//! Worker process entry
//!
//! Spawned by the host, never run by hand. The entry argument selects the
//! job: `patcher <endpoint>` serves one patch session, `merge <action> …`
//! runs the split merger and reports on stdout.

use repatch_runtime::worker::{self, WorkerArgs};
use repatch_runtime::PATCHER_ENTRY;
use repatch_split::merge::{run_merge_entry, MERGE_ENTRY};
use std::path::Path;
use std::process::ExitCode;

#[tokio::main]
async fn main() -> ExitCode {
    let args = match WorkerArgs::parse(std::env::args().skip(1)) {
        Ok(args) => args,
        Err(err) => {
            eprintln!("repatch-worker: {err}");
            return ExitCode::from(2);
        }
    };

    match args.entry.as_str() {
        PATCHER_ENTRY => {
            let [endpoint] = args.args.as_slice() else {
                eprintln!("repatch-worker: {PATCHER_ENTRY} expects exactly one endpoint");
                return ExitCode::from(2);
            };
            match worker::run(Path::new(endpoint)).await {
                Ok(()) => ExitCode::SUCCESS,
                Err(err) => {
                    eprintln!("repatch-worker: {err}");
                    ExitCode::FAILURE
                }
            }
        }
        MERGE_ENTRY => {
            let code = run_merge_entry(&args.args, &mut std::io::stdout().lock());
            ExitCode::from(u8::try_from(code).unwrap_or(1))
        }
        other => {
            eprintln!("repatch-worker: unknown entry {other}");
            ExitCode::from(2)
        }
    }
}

▬▬▬▬▬▬▬▬▬▬

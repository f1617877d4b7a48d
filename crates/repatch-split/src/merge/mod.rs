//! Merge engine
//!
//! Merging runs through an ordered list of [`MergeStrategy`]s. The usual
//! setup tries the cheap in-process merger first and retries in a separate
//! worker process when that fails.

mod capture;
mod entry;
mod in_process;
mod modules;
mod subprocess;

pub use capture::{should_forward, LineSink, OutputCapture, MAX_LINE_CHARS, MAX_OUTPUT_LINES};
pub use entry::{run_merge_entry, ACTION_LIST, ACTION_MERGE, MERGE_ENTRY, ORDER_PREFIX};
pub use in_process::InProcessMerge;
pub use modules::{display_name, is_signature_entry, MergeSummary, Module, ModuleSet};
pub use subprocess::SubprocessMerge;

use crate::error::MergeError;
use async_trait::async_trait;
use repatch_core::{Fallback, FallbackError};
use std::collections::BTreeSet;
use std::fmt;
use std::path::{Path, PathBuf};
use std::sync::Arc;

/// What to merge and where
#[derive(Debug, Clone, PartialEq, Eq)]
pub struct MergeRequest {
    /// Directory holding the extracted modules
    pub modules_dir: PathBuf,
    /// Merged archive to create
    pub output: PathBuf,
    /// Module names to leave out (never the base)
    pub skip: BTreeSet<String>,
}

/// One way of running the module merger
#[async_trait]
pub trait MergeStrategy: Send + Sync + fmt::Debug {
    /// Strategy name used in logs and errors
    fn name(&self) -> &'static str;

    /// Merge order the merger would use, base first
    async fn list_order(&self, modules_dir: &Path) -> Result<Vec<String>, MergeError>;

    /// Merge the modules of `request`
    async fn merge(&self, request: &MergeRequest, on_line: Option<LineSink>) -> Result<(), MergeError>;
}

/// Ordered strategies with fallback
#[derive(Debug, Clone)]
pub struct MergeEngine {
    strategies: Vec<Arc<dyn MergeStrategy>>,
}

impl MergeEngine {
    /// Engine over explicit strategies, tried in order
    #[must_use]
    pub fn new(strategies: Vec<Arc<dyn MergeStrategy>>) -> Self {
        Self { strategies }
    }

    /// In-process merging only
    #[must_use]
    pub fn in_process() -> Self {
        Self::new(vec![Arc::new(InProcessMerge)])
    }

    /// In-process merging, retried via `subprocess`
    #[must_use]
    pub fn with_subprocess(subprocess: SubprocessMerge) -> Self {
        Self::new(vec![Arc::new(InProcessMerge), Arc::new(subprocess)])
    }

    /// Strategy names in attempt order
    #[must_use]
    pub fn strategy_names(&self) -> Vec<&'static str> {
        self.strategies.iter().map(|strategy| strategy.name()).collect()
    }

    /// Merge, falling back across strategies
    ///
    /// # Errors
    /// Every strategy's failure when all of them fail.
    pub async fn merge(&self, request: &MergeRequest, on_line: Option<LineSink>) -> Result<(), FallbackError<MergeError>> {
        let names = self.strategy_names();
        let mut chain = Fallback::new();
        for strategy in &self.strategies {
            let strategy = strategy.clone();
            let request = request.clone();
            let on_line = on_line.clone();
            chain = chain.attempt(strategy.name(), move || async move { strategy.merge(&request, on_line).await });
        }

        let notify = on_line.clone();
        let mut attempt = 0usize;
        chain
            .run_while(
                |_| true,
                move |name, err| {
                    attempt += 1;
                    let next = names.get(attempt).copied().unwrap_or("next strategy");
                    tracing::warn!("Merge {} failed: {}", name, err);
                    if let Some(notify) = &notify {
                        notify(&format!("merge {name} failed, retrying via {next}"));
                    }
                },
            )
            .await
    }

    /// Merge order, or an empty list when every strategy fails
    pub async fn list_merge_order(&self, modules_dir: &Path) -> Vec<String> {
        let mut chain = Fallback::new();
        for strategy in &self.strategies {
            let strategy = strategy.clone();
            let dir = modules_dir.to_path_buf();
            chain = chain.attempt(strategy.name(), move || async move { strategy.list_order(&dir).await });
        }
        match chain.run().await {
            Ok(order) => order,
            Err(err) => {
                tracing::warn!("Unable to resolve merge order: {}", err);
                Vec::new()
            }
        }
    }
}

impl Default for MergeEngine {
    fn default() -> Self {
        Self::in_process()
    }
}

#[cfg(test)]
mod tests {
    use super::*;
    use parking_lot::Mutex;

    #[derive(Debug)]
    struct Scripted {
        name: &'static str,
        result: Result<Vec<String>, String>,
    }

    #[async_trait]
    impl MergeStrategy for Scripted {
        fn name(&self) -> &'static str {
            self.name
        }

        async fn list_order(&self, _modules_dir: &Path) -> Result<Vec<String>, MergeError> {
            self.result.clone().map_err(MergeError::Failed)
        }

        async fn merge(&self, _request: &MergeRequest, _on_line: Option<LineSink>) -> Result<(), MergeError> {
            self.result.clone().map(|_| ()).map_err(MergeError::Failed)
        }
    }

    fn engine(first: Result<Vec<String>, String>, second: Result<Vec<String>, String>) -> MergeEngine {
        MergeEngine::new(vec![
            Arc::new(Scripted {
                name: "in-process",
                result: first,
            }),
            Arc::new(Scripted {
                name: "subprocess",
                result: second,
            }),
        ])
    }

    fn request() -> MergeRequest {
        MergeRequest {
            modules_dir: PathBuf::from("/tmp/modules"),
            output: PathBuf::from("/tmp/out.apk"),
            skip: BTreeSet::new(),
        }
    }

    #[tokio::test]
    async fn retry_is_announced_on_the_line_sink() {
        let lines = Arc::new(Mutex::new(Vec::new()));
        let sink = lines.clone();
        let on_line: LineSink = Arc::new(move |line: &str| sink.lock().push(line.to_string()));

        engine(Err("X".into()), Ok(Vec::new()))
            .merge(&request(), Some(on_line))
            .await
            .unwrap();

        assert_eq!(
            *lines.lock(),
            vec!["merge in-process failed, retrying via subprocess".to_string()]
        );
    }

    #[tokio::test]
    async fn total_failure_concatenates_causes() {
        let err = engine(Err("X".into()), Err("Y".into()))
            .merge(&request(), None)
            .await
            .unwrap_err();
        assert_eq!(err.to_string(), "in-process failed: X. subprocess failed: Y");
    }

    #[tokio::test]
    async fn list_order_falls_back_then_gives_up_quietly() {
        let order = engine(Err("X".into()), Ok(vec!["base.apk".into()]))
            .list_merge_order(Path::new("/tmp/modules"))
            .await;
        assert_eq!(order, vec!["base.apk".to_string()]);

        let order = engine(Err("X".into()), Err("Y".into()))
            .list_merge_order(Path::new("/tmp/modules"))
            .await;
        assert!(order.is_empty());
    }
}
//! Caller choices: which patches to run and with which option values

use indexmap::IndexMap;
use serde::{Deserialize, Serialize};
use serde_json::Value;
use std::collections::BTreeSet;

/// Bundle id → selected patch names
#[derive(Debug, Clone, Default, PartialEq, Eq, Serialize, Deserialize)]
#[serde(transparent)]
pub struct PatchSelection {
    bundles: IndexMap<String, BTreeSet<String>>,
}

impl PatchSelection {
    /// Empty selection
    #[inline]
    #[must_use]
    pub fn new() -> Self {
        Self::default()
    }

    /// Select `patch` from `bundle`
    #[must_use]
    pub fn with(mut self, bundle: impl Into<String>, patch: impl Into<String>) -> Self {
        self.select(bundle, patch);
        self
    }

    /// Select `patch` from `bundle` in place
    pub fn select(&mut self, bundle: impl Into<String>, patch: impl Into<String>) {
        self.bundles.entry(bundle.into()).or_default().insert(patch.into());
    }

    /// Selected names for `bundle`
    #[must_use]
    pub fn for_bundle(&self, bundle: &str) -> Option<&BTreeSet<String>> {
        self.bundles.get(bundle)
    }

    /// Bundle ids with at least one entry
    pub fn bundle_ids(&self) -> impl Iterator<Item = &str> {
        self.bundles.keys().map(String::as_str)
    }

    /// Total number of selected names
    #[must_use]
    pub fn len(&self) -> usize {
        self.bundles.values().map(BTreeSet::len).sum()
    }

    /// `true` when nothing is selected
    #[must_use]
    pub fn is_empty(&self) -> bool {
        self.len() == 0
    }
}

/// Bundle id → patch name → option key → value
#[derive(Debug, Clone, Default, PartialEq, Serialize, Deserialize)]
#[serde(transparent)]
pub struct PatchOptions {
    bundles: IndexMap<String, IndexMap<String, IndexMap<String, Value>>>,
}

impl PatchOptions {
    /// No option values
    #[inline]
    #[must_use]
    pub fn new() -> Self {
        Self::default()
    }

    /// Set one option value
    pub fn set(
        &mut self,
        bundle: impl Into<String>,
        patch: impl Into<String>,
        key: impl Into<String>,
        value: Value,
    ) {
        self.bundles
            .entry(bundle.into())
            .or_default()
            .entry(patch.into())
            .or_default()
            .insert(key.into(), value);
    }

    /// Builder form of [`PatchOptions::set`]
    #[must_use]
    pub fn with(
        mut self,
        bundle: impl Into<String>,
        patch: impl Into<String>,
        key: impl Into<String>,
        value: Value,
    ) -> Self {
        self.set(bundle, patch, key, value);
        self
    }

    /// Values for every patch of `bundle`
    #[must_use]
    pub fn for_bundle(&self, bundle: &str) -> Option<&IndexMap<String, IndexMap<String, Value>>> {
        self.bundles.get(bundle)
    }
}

▬▬▬▬▬▬▬▬▬▬

Retype exactly, and only, the lines above from the one where "Merging runs through" occurs up to and including the one where "strategies with fallback" occurs.

(TASK OUTPUT):
//! Merging runs through an ordered list of [`MergeStrategy`]s. The usual
//! setup tries the cheap in-process merger first and retries in a separate
//! worker process when that fails.

mod capture;
mod entry;
mod in_process;
mod modules;
mod subprocess;

pub use capture::{should_forward, LineSink, OutputCapture, MAX_LINE_CHARS, MAX_OUTPUT_LINES};
pub use entry::{run_merge_entry, ACTION_LIST, ACTION_MERGE, MERGE_ENTRY, ORDER_PREFIX};
pub use in_process::InProcessMerge;
pub use modules::{display_name, is_signature_entry, MergeSummary, Module, ModuleSet};
pub use subprocess::SubprocessMerge;

use crate::error::MergeError;
use async_trait::async_trait;
use repatch_core::{Fallback, FallbackError};
use std::collections::BTreeSet;
use std::fmt;
use std::path::{Path, PathBuf};
use std::sync::Arc;

/// What to merge and where
#[derive(Debug, Clone, PartialEq, Eq)]
pub struct MergeRequest {
    /// Directory holding the extracted modules
    pub modules_dir: PathBuf,
    /// Merged archive to create
    pub output: PathBuf,
    /// Module names to leave out (never the base)
    pub skip: BTreeSet<String>,
}

/// One way of running the module merger
#[async_trait]
pub trait MergeStrategy: Send + Sync + fmt::Debug {
    /// Strategy name used in logs and errors
    fn name(&self) -> &'static str;

    /// Merge order the merger would use, base first
    async fn list_order(&self, modules_dir: &Path) -> Result<Vec<String>, MergeError>;

    /// Merge the modules of `request`
    async fn merge(&self, request: &MergeRequest, on_line: Option<LineSink>) -> Result<(), MergeError>;
}

/// Ordered strategies with fallback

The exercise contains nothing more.